Cuando Jorge Mario Bergoglio apareció en el balcón de la Basílica de San Pedro el 13 de marzo de 2013 y dijo con humildad “los cardenales han ido a buscar un Papa casi al fin del mundo”, muchos recién entonces lo conocieron. Pero su historia, tejida en calles porteñas, silencios jesuitas y luchas internas, llevaba décadas moldeándose. La elección del primer Papa latinoamericano, y del primer jesuita en la historia del pontificado, no fue una sorpresa para quienes lo habían seguido de cerca.
Nacido el 17 de diciembre de 1936 en el barrio de Flores, en Buenos Aires, hijo de un contador ferroviario de origen piamontés y una madre devota, Jorge fue el mayor de cinco hermanos. Estudió en escuelas públicas, se apasionó por el tango, el fútbol (simpatizante de San Lorenzo) y por los clásicos de la literatura. A los 21 años, una neumonía severa le hizo perder parte de un pulmón, experiencia que él siempre recordó como un momento de quiebre espiritual.
Tras pasar fugazmente por la carrera de química, ingresó en 1958 al seminario de Villa Devoto y luego al noviciado de los jesuitas. Fue ordenado sacerdote en 1969, y desde entonces inició una carrera ascética, intelectual y pastoral dentro de la Compañía de Jesús, marcada por la austeridad y el perfil bajo. Fue profesor, rector del Colegio Máximo de San Miguel, y provincial de los jesuitas en Argentina entre 1973 y 1979. En esos años oscuros de dictadura, su figura generó polémica: algunos lo acusaron de no haber hecho lo suficiente, otros lo defendieron como protector silencioso de perseguidos. Él nunca se explayó demasiado, pero los testimonios posteriores le reconocieron gestos de coraje y humanidad, a menudo invisibles.

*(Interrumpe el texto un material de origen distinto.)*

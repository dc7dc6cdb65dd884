use thiserror::Error;

use crate::profile::{InventoryField, ItemId, PlayerId};
use crate::store::StoreError;

/// Errors that can arise inside the persistence and inventory layers.
#[derive(Debug, Error)]
pub enum VaultError {
    /// Wrapper around the key-value store's error type.
    #[error("store error: {0}")]
    Store(#[from] StoreError),

    /// Wrapper around JSON encoding and decoding errors.
    #[error("serialization error: {0}")]
    Json(#[from] serde_json::Error),

    /// Wrapper around IO errors.
    #[error("io error: {0}")]
    Io(#[from] std::io::Error),

    /// The repository flipped to offline mode after a permanent store error.
    #[error("store offline: {0}")]
    Offline(String),

    /// Operation on a player with no active session.
    #[error("player {0} has no active session")]
    NoSession(PlayerId),

    /// Payload kind does not belong in the target field.
    #[error("item {id} does not belong in {field}")]
    KindMismatch { field: InventoryField, id: ItemId },
}

impl VaultError {
    /// True when retrying the same store call may succeed.
    pub fn is_transient(&self) -> bool {
        match self {
            VaultError::Store(inner) => !inner.is_permanent(),
            _ => false,
        }
    }
}
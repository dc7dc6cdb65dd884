use chrono::{DateTime, Utc};
use log::{debug, info, warn};
use std::collections::{BTreeMap, HashMap, HashSet};

use super::guard::{FieldGuard, GuardConfig, GuardVerdict};
use super::mirror::{MirrorTree, UpsertOutcome};
use super::serializer::FieldSerializer;
use super::world::PlayerWorld;
use crate::metrics;
use crate::profile::{InventoryField, Item, ItemId, ItemPayload, PlayerId};

#[derive(Debug, Clone, Copy, PartialEq)]
pub struct SyncConfig {
    pub max_entries_per_field: usize,
    pub guard: GuardConfig,
}

impl Default for SyncConfig {
    fn default() -> Self {
        Self {
            max_entries_per_field: 500,
            guard: GuardConfig::default(),
        }
    }
}

#[derive(Debug, Clone, PartialEq)]
pub struct FieldChange {
    pub field: InventoryField,
    pub old: Option<usize>,
    pub new: usize,
    pub verdict: GuardVerdict,
    pub change_version: u64,
}

/// Result of serializing one player.
#[derive(Debug, Clone)]
pub struct SerializeReport {
    pub player: PlayerId,
    pub reason: String,
    pub final_save: bool,
    pub snapshot: BTreeMap<InventoryField, Vec<Item>>,
    pub changes: Vec<FieldChange>,
    /// Fields whose adapter output exceeded the cap, with the number of items cut.
    pub clamped: Vec<(InventoryField, usize)>,
}

impl SerializeReport {
    pub fn any_changed(&self) -> bool {
        !self.changes.is_empty()
    }

    pub fn suspicious(&self) -> impl Iterator<Item = &FieldChange> {
        self.changes.iter().filter(|c| c.verdict.is_suspicious())
    }
}

/// Append saved items whose id is not already in `live`. Order of `live` is kept.
pub fn merge_by_id(mut live: Vec<Item>, saved: &[Item]) -> Vec<Item> {
    let mut seen: HashSet<ItemId> = HashSet::with_capacity(live.len() + saved.len());
    live.retain(|item| seen.insert(item.id.clone()));
    for item in saved {
        if seen.insert(item.id.clone()) {
            live.push(item.clone());
        }
    }
    live
}

/// Coordinates field adapters, guard state and the mirror tree.
pub struct InventorySync {
    config: SyncConfig,
    serializers: BTreeMap<InventoryField, Box<dyn FieldSerializer>>,
    authoritative: HashMap<PlayerId, BTreeMap<InventoryField, Vec<Item>>>,
    guards: HashMap<(PlayerId, InventoryField), FieldGuard>,
    sessions: HashMap<PlayerId, DateTime<Utc>>,
    /// Saved items the adapter did not recreate at restore. They stay part of
    /// every serialized snapshot until the world owns them again or they are
    /// forgotten explicitly.
    carried: HashMap<(PlayerId, InventoryField), Vec<Item>>,
    mirror: MirrorTree,
}

impl InventorySync {
    pub fn new(config: SyncConfig) -> Self {
        Self {
            config,
            serializers: BTreeMap::new(),
            authoritative: HashMap::new(),
            guards: HashMap::new(),
            sessions: HashMap::new(),
            carried: HashMap::new(),
            mirror: MirrorTree::new(),
        }
    }

    pub fn config(&self) -> &SyncConfig {
        &self.config
    }

    /// Register an adapter. A second adapter for the same field replaces the first.
    pub fn register(&mut self, serializer: Box<dyn FieldSerializer>) {
        let field = serializer.field();
        if self.serializers.insert(field, serializer).is_some() {
            warn!("Replacing serializer for {}", field);
        }
    }

    pub fn registered_fields(&self) -> Vec<InventoryField> {
        self.serializers.keys().copied().collect()
    }

    pub fn begin_session(&mut self, player: PlayerId, now: DateTime<Utc>) {
        self.sessions.insert(player, now);
    }

    pub fn session_start(&self, player: PlayerId) -> Option<DateTime<Utc>> {
        self.sessions.get(&player).copied()
    }

    pub fn end_session(&mut self, player: PlayerId) {
        self.sessions.remove(&player);
        self.authoritative.remove(&player);
        self.guards.retain(|(p, _), _| *p != player);
        self.carried.retain(|(p, _), _| *p != player);
        self.mirror.remove_player(player);
    }

    pub fn guard(&self, player: PlayerId, field: InventoryField) -> Option<&FieldGuard> {
        self.guards.get(&(player, field))
    }

    pub fn authoritative(&self, player: PlayerId, field: InventoryField) -> &[Item] {
        self.authoritative
            .get(&player)
            .and_then(|fields| fields.get(&field))
            .map(|items| items.as_slice())
            .unwrap_or(&[])
    }

    /// Items kept from the saved snapshot that no world object backs.
    pub fn carried(&self, player: PlayerId, field: InventoryField) -> &[Item] {
        self.carried
            .get(&(player, field))
            .map(|items| items.as_slice())
            .unwrap_or(&[])
    }

    /// Drop a carried item for good. Returns whether it was carried.
    pub fn forget_carried(&mut self, player: PlayerId, field: InventoryField, id: &ItemId) -> bool {
        let Some(items) = self.carried.get_mut(&(player, field)) else {
            return false;
        };
        let before = items.len();
        items.retain(|item| &item.id != id);
        let removed = items.len() != before;
        if items.is_empty() {
            self.carried.remove(&(player, field));
        }
        removed
    }

    pub fn mirror(&self) -> &MirrorTree {
        &self.mirror
    }

    pub fn mirror_mut(&mut self) -> &mut MirrorTree {
        &mut self.mirror
    }

    /// Note an expected shrink (capture, pick-up) so the guard can explain it.
    pub fn record_correlated_event(
        &mut self,
        player: PlayerId,
        field: InventoryField,
        count: usize,
        now: DateTime<Utc>,
    ) {
        debug!("Correlated event for {} on {}: {}", player, field, count);
        self.guards
            .entry((player, field))
            .or_default()
            .record_event(now, count, self.config.guard.correlated_window);
    }

    pub fn serialize(
        &mut self,
        player: PlayerId,
        world: &PlayerWorld,
        reason: &str,
        final_save: bool,
        now: DateTime<Utc>,
    ) -> SerializeReport {
        let session_start = *self.sessions.entry(player).or_insert(now);
        let mut report = SerializeReport {
            player,
            reason: reason.to_string(),
            final_save,
            snapshot: BTreeMap::new(),
            changes: Vec::new(),
            clamped: Vec::new(),
        };

        for (field, serializer) in &self.serializers {
            let field = *field;
            let mut items = serializer.serialize(world);
            if let Some(carried) = self.carried.get_mut(&(player, field)) {
                let live: HashSet<&ItemId> = items.iter().map(|item| &item.id).collect();
                carried.retain(|item| !live.contains(&item.id));
                if carried.is_empty() {
                    self.carried.remove(&(player, field));
                } else {
                    items = merge_by_id(items, carried);
                }
            }
            if items.len() > self.config.max_entries_per_field {
                let cut = items.len() - self.config.max_entries_per_field;
                warn!(
                    "Serialize {} for {}: {} items over cap of {}, truncating",
                    field, player, cut, self.config.max_entries_per_field
                );
                items.truncate(self.config.max_entries_per_field);
                report.clamped.push((field, cut));
            }

            let guard = self.guards.entry((player, field)).or_default();
            let old = guard.last_count();
            if let Some(verdict) = guard.observe(items.len(), session_start, now, &self.config.guard) {
                metrics::record_guard_verdict(
                    field.as_str(),
                    verdict.is_correlated(),
                    verdict.is_suspicious(),
                );
                if verdict.is_suspicious() {
                    warn!(
                        "Guard: suspicious drop in {} for {} ({}): {:?} -> {} within {}s of join",
                        field,
                        player,
                        reason,
                        old,
                        items.len(),
                        (now - session_start).num_seconds()
                    );
                } else {
                    debug!(
                        "Guard: {} for {} on {}: {:?} -> {}",
                        verdict.label(),
                        player,
                        field,
                        old,
                        items.len()
                    );
                }
                report.changes.push(FieldChange {
                    field,
                    old,
                    new: items.len(),
                    verdict: verdict.clone(),
                    change_version: guard.change_version(),
                });
                self.mirror.set_verdict(player, field, verdict);
            }

            self.mirror.project(player, field, &items);
            self.authoritative
                .entry(player)
                .or_default()
                .insert(field, items.clone());
            report.snapshot.insert(field, items);
        }
        report
    }

    /// Restore a saved snapshot into the world and merge the result by id.
    ///
    /// Returns the merged per-field arrays, which also become the
    /// authoritative arrays and the guard baselines.
    pub fn restore_player(
        &mut self,
        player: PlayerId,
        world: &mut PlayerWorld,
        snapshot: &BTreeMap<InventoryField, Vec<Item>>,
        now: DateTime<Utc>,
    ) -> BTreeMap<InventoryField, Vec<Item>> {
        self.sessions.entry(player).or_insert(now);
        let mut merged_fields = BTreeMap::new();
        for (field, serializer) in &self.serializers {
            let field = *field;
            let saved = snapshot.get(&field).map(|v| v.as_slice()).unwrap_or(&[]);
            let live = serializer.restore(world, saved, now);
            let live_ids: HashSet<ItemId> = live.iter().map(|item| item.id.clone()).collect();
            let merged = merge_by_id(live, saved);
            let carried: Vec<Item> = merged
                .iter()
                .filter(|item| !live_ids.contains(&item.id))
                .cloned()
                .collect();
            if carried.is_empty() {
                self.carried.remove(&(player, field));
            } else {
                info!(
                    "Restore {} for {}: {} saved items kept without a world object",
                    field,
                    player,
                    carried.len()
                );
                self.carried.insert((player, field), carried);
            }
            self.guards
                .entry((player, field))
                .or_default()
                .seed(merged.len(), now);
            self.mirror.project(player, field, &merged);
            self.authoritative
                .entry(player)
                .or_default()
                .insert(field, merged.clone());
            merged_fields.insert(field, merged);
        }
        for field in snapshot.keys() {
            if !self.serializers.contains_key(field) {
                warn!("Restore for {}: no serializer registered for {}", player, field);
            }
        }
        merged_fields
    }

    /// Idempotent upsert into the authoritative array and the mirror.
    pub fn ensure_entry_has_id(
        &mut self,
        player: PlayerId,
        field: InventoryField,
        item_id: ItemId,
        payload: ItemPayload,
    ) -> UpsertOutcome {
        let item = Item::new(item_id, payload);
        let items = self
            .authoritative
            .entry(player)
            .or_default()
            .entry(field)
            .or_default();
        match items.iter_mut().find(|existing| existing.id == item.id) {
            Some(existing) => *existing = item.clone(),
            None => items.push(item.clone()),
        }
        self.mirror.upsert_entry(player, field, &item)
    }
}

En 1992 fue nombrado obispo auxiliar de Buenos Aires y en 1998, arzobispo. Cuando Juan Pablo II lo hizo cardenal en 2001, muchos lo vieron como un outsider respetado en Roma. En Buenos Aires, vivía en un departamento sencillo, cocinaba solo, viajaba en colectivo y caminaba por las villas. Rechazó privilegios, y se convirtió en una figura respetada por creyentes y no creyentes. Se enfrentó a gobiernos sin entrar en disputas personales, y sus homilías, cargadas de crítica social y cercanía con los marginados, fueron siempre noticia.
En el cónclave de 2005, tras la muerte de Juan Pablo II, su nombre ya circulaba como “papable”. Se dice que salió segundo, detrás de Joseph Ratzinger. Ocho años después, tras la histórica renuncia de Benedicto XVI, los cardenales buscaron un perfil diferente. Alguien del sur. Con experiencia pastoral, pero sin poder clerical. Y eligieron a Bergoglio.
Eligió el nombre de Francisco, como el poverello de Asís, el santo de los pobres y de la paz. Un gesto radical que marcó su papado desde el primer minuto.
Durante su pontificado, luchó por una Iglesia más abierta, menos centrada en la condena y más volcada al abrazo. Reformó las finanzas vaticanas, enfrentó a lobbies internos, denunció con fuerza la desigualdad, la corrupción y el desastre ambiental. Publicó encíclicas que dejaron huella: Evangelii Gaudium, Laudato Si’ y Fratelli Tutti. Visitó los márgenes del mundo, pidió perdón por abusos, y abrió debates en temas como la homosexualidad, los divorciados y el papel de la mujer en la Iglesia, aunque sin romper con la doctrina.
Francisco fue un líder espiritual, pero también un referente moral global. Un hombre de fe, sí, pero también de gestos. De silencios frente al Muro de los Lamentos, de abrazos a lisiados, de frases espontáneas que dieron la vuelta al mundo.
Hoy, su nombre queda grabado en la historia como el Papa que vino del sur para sacudir al norte. Que eligió caminar entre ovejas, y no entre príncipes. Que no fue perfecto, pero sí profundamente humano.
El chico de Flores que leía a Borges, limpiaba los pisos del seminario y visitaba las cárceles, se convirtió en Francisco. Y con él, Roma respiró aire latinoamericano. Y quizá, también, algo del Evangelio primitivo que tanto añoraba.